Aboriginal people have complex social and marriage laws, based on the grouping of people with their society. The social fabric of Aboriginal society is maintained in the remote parts of central and northern Australia, and the present tense is used to describe these features.
In order to understand the complexities of Australian Aboriginal social organisation, it can be considered as having three parts:
- A physical or geographic structuring.
- A religious and totemic structuring.
- A social structuring.
The physical or geographic structuring of society
This is based on physical numbers of people and the land on which they live. The smallest physical group is the family. Several families may band together for food gathering, forming a band or horde of about ten to twenty individuals. The members of a group who all speak the same language can be considered a tribe or language group, and each tribe belongs to a specific tribal land. At the time of European colonisation, the number of individuals in a tribe ranged from about 400 to 600 with an average of about 450.
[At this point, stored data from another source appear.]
//! Schema introspection: the fields a settings structure declares.
//!
//! Structures of settings implement [`Schema`], normally through
//! `#[derive(Schema)]`. Tree walks (attaching, inheritance, saving and loading)
//! only ever see fields through the closed [`Field`] enum.

use std::collections::HashSet;
use std::sync::Weak;

use crate::node::{Container, Node};

/// A structure of settings fields.
pub trait Schema: Send + Sync + Sized + 'static {
	/// The fields of this structure, in declaration order.
	fn fields(&self) -> Vec<FieldEntry<'_>>;

	/// A structurally identical copy with no values set and no links.
	fn fresh(&self) -> Self;
}

/// A node handle that can appear as a schema field or as a list item.
pub trait SchemaField: Node + Clone + 'static {
	fn as_field(&self) -> Field<'_>;

	/// A structurally identical copy of this field with no values set.
	fn fresh(&self) -> Self;
}

/// Type-erased view of one field.
#[derive(Clone, Copy)]
pub enum Field<'a> {
	Key(&'a dyn AnyKey),
	Bunch(&'a dyn AnyBunch),
	List(&'a dyn AnyList),
}

impl<'a> Field<'a> {
	pub fn node(self) -> &'a dyn Node {
		match self {
			Field::Key(key) => key,
			Field::Bunch(bunch) => bunch,
			Field::List(list) => list,
		}
	}
}

/// Key operations that do not depend on the value type.
pub trait AnyKey: Node {
	/// The local value rendered as text, if one is set.
	fn dump_value(&self) -> Option<String>;

	/// Parses and sets `text`, or clears the key for `None`. Returns false if the
	/// text is not a valid value.
	fn restore_value(&self, text: Option<&str>) -> bool;

	fn reset(&self);
}

pub trait AnyBunch: Node {
	fn entries(&self) -> Vec<FieldEntry<'_>>;
}

/// List operations that do not depend on the item type.
pub trait AnyList: Node {
	fn item_count(&self) -> usize;

	/// Calls `visit` with each item and its 0-based position.
	fn for_each_item(&self, visit: &mut dyn FnMut(usize, Field<'_>));

	/// Calls `visit` with the item at `index`, if there is one.
	fn with_item(&self, index: usize, visit: &mut dyn FnMut(Field<'_>));

	/// Appends fresh items until the list holds at least `len` of them.
	fn grow_to(&self, len: usize);

	/// Removes every item from position `len` on.
	fn truncate(&self, len: usize);

	fn reset(&self);
}

/// One declared field of a [`Schema`].
#[derive(Clone, Copy)]
pub struct FieldEntry<'a> {
	label: &'static str,
	private: bool,
	field: Field<'a>,
}

impl<'a> FieldEntry<'a> {
	/// Labels starting with `_` are private.
	pub fn new(label: &'static str, field: Field<'a>) -> Self {
		Self {
			label,
			private: label.starts_with('_'),
			field,
		}
	}

	/// Marks the field as private: never saved, and its updates stay local.
	pub fn private(mut self) -> Self {
		self.private = true;
		self
	}

	pub fn label(&self) -> &'static str {
		self.label
	}

	pub fn is_private(&self) -> bool {
		self.private
	}

	pub fn field(&self) -> Field<'a> {
		self.field
	}
}

/// Links every field to `container` under its label.
///
/// # Panics
///
/// Panics if two fields share a label.
pub(crate) fn attach_fields(entries: &[FieldEntry<'_>], container: &Weak<dyn Container>) {
	let mut seen = HashSet::with_capacity(entries.len());
	for entry in entries {
		assert!(
			seen.insert(entry.label),
			"duplicate settings field label `{}`",
			entry.label
		);
		entry
			.field
			.node()
			.core()
			.attach(entry.label, entry.private, Some(container.clone()));
	}
}

/// Links each field in `child` to the field at the same position in `parent`,
/// or unlinks it when `parent` is `None`.
pub(crate) fn inherit_fields(child: &[FieldEntry<'_>], parent: Option<&[FieldEntry<'_>]>) {
	for (index, entry) in child.iter().enumerate() {
		let source = parent
			.and_then(|fields| fields.get(index))
			.map(|source| source.field.node().as_any());
		entry.field.node().set_parent_dyn(source);
	}
}

pub(crate) fn any_set(entries: &[FieldEntry<'_>]) -> bool {
	entries
		.iter()
		.any(|entry| !entry.private && entry.field.node().is_set())
}

/// Clears every persisted value below `field`: keys are cleared, lists emptied.
pub(crate) fn reset_field(field: Field<'_>) {
	match field {
		Field::Key(key) => key.reset(),
		Field::Bunch(bunch) => reset_entries(&bunch.entries()),
		Field::List(list) => list.reset(),
	}
}

pub(crate) fn reset_entries(entries: &[FieldEntry<'_>]) {
	for entry in entries.iter().filter(|entry| !entry.private) {
		reset_field(entry.field);
	}
}

/// Fires the loaded listeners of `field` and its descendants, pre-order.
pub(crate) fn fire_loaded(field: Field<'_>) {
	field.node().core().fire_loaded();
	match field {
		Field::Key(_) => {}
		Field::Bunch(bunch) => {
			for entry in bunch.entries() {
				fire_loaded(entry.field);
			}
		}
		Field::List(list) => list.for_each_item(&mut |_, item| fire_loaded(item)),
	}
}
The boundaries between tribes are sometimes reasonably well-defined by rivers, creeks, hills and mountain ranges. At other times they are poorly-defined, with areas that are mutually shared between neighbouring tribes. Sometimes the boundary is disputed and members of neighbouring tribes are antagonistic towards each other. Disputes over boundaries have led to murders even within the past few decades.
Hordes hunt and gather food within their tribal boundaries, but also travel onto the lands of surrounding friendly tribes. Members of neighbouring tribes trade with each other.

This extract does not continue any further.